BRIEF ▸ Tally up the lines in the material where the word "ServerIndex" appears, then give the total and nothing else.

(RECORD SET)

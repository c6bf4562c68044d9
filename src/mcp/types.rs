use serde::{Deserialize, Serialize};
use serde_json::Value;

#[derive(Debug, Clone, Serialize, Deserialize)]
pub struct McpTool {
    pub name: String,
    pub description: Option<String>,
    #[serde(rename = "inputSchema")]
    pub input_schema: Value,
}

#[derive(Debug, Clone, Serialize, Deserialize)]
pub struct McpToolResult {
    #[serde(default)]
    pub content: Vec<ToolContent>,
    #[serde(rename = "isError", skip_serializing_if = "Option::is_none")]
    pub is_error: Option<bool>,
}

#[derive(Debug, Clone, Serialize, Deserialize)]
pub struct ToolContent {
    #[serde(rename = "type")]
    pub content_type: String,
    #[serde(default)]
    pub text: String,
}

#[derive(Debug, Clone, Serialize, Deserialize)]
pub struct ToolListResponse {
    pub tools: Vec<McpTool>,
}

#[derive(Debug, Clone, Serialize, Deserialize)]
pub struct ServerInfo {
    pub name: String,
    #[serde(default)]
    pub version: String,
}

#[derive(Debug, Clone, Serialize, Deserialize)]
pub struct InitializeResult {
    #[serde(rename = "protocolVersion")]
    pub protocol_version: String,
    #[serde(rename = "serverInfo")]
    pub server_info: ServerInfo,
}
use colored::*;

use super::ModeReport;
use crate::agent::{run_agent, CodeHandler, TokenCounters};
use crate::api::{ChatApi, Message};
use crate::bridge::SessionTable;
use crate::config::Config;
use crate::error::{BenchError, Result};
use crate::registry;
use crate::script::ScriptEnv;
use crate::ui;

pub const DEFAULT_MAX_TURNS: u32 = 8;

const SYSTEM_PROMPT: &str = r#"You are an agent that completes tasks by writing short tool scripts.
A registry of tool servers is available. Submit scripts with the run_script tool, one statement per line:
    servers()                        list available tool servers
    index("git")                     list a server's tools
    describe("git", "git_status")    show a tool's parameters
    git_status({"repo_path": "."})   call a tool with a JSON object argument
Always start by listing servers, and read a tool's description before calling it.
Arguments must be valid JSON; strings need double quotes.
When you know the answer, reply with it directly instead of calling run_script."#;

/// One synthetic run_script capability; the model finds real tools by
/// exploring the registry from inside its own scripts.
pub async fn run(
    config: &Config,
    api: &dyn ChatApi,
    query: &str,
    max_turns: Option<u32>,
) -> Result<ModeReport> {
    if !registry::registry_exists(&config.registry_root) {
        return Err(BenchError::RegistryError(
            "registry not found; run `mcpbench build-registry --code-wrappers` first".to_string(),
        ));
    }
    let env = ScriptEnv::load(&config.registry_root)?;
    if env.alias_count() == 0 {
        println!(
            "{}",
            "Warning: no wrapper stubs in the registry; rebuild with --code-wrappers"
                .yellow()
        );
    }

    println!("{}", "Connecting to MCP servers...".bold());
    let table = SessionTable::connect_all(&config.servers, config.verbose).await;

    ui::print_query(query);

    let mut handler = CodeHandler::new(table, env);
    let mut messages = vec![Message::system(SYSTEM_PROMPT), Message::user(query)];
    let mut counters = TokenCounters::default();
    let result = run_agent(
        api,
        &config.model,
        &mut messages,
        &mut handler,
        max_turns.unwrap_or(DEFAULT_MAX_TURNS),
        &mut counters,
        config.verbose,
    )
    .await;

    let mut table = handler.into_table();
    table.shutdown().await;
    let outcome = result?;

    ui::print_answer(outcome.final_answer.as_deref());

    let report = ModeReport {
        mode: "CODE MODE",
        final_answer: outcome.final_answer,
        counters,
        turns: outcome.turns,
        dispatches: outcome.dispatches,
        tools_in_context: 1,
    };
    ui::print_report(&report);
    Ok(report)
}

(End RECORD SET)
(RECORD SET)

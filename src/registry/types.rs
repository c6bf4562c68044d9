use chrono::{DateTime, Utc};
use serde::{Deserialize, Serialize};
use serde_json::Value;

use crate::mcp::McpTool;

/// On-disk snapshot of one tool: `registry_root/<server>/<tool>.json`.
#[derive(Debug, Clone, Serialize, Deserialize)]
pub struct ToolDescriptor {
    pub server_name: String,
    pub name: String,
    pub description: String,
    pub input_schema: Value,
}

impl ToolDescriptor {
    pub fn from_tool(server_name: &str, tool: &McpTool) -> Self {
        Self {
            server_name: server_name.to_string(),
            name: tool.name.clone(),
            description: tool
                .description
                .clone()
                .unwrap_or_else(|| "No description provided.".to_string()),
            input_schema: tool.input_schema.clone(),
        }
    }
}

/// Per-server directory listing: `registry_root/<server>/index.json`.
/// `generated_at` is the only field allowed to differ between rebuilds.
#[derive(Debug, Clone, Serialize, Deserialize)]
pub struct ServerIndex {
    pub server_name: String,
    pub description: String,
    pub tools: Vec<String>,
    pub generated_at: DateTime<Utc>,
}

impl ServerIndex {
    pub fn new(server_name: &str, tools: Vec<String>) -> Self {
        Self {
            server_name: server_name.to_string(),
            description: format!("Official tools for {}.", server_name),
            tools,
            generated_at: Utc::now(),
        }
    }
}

(End RECORD SET)

COMPLETED EXERCISE ▸ 2